In osteoporosis, there is an enlargement of natural spaces in the substance of your bones. They become more porous, which makes them more breakable. Vitamin D seems to prevent and improve osteoporosis.
Helpful for Breastfeeding Mothers and Infants
Breast milk often lacks enough vitamin D to keep infants healthy unless the mother takes a supplement. Rickets happens most often in breastfed children. African American mothers, in particular, tend to start with less vitamin D in their blood. Experts say breastfeeding infants need an extra 400 IU of vitamin per day.
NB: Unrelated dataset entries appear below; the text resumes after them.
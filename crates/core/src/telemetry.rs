// Telemetry Module
//
// Console logging setup shared by the server and the load generator:
// - EnvFilter driven by RUST_LOG / LOG_LEVEL with a per-binary default
// - Human-readable or JSON output selected by LOG_FORMAT

use std::str::FromStr;
use tracing_subscriber::{layer::SubscriberExt, util::SubscriberInitExt, EnvFilter, Layer};

/// Output format for log lines
#[derive(Debug, Clone, Copy, PartialEq, Eq, Default)]
pub enum LogFormat {
    #[default]
    Text,
    Json,
}

impl FromStr for LogFormat {
    type Err = String;

    fn from_str(s: &str) -> Result<Self, Self::Err> {
        match s.trim().to_lowercase().as_str() {
            "text" | "pretty" => Ok(LogFormat::Text),
            "json" => Ok(LogFormat::Json),
            other => Err(format!("unknown log format '{}', use 'text' or 'json'", other)),
        }
    }
}

/// Configuration for logging
#[derive(Debug, Clone)]
pub struct TelemetryConfig {
    /// Service name attached to the startup log line
    pub service_name: String,
    /// Log filter (e.g., "info", "loadbench_server=debug")
    pub log_filter: Option<String>,
    /// Output format
    pub format: LogFormat,
}

impl Default for TelemetryConfig {
    fn default() -> Self {
        Self {
            service_name: "loadbench".to_string(),
            log_filter: None,
            format: LogFormat::Text,
        }
    }
}

impl TelemetryConfig {
    /// Create configuration from environment variables
    ///
    /// Environment variables:
    /// - `RUST_LOG` or `LOG_LEVEL`: Log filter
    /// - `LOG_FORMAT`: "text" (default) or "json"; unknown values fall back to text
    pub fn from_env() -> Self {
        Self {
            service_name: "loadbench".to_string(),
            log_filter: std::env::var("RUST_LOG")
                .ok()
                .or_else(|| std::env::var("LOG_LEVEL").ok()),
            format: std::env::var("LOG_FORMAT")
                .ok()
                .and_then(|v| v.parse().ok())
                .unwrap_or_default(),
        }
    }

    pub fn with_service_name(mut self, name: impl Into<String>) -> Self {
        self.service_name = name.into();
        self
    }

    /// Use `filter` unless a filter was already provided by the environment.
    pub fn with_default_filter(mut self, filter: impl Into<String>) -> Self {
        if self.log_filter.is_none() {
            self.log_filter = Some(filter.into());
        }
        self
    }
}

/// Initialize the global tracing subscriber.
///
/// Call once, at the top of `main`.
pub fn init_telemetry(config: TelemetryConfig) {
    let filter = config
        .log_filter
        .as_ref()
        .and_then(|f| EnvFilter::try_new(f).ok())
        .unwrap_or_else(|| EnvFilter::new("info"));

    let text_layer = (config.format == LogFormat::Text)
        .then(|| tracing_subscriber::fmt::layer().with_target(true).boxed());
    let json_layer = (config.format == LogFormat::Json).then(|| {
        tracing_subscriber::fmt::layer()
            .json()
            .with_current_span(false)
            .boxed()
    });

    tracing_subscriber::registry()
        .with(filter)
        .with(text_layer)
        .with(json_layer)
        .init();

    tracing::debug!(
        service = %config.service_name,
        format = ?config.format,
        "Telemetry initialized"
    );
}

#[cfg(test)]
mod tests {
    use super::*;

    #[test]
    fn test_log_format_parse() {
        assert_eq!("json".parse::<LogFormat>().unwrap(), LogFormat::Json);
        assert_eq!("TEXT".parse::<LogFormat>().unwrap(), LogFormat::Text);
        assert!("xml".parse::<LogFormat>().is_err());
    }

    #[test]
    fn test_default_filter_does_not_override() {
        let config = TelemetryConfig {
            log_filter: Some("warn".to_string()),
            ..Default::default()
        };
        let config = config.with_default_filter("debug");
        assert_eq!(config.log_filter.as_deref(), Some("warn"));

        let config = TelemetryConfig::default().with_default_filter("debug");
        assert_eq!(config.log_filter.as_deref(), Some("debug"));
    }
}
Can Help Those Who Are Overweight
If you have a BMI of 30 or more (meaning you are obese), your vitamin D levels are more likely to be lower than someone who isn’t obese. It’s not that your skin makes less; the extra fat under your skin keeps more of it and changes the way it goes into your blood. Diet, lifestyle changes, and supplements can help with this issue.
Can Help With Weight Loss
In one study, people taking daily calcium and vitamin D supplements lost more weight than subjects taking a placebo supplement. The scientists said the extra supplementation had an appetite-suppressing effect, leading to weight loss.
Can Boost The Immune System
In an international study that looked at nearly 11,000 people over 25 clinical trials, researchers found that those with lower levels of vitamin D who then took a daily or weekly supplement were shown to cut their risk of an acute respiratory infection (such as pneumonia or the flu) and an upper respiratory infection (like a cold and sinus infection). Dr. Harry adds that a study published in Frontiers in Immunology also found that vitamin D could be therapeutic for those with autoimmune diseases, such as Lupus and multiple sclerosis.
How to increase vitamin D levels:
- Increase your sun exposure
- Eat food rich in vitamin D like Cod liver oil, Salmon, Swordfish, Tuna fish, Orange juice fortified with vitamin D, Dairy and plant milk fortified with vitamin D, Sardines, and Beef liver.
- Take Vitamin D supplements. Look for a vitamin D supplement that contains at least 10,000IU of vitamin D per serving and take it daily.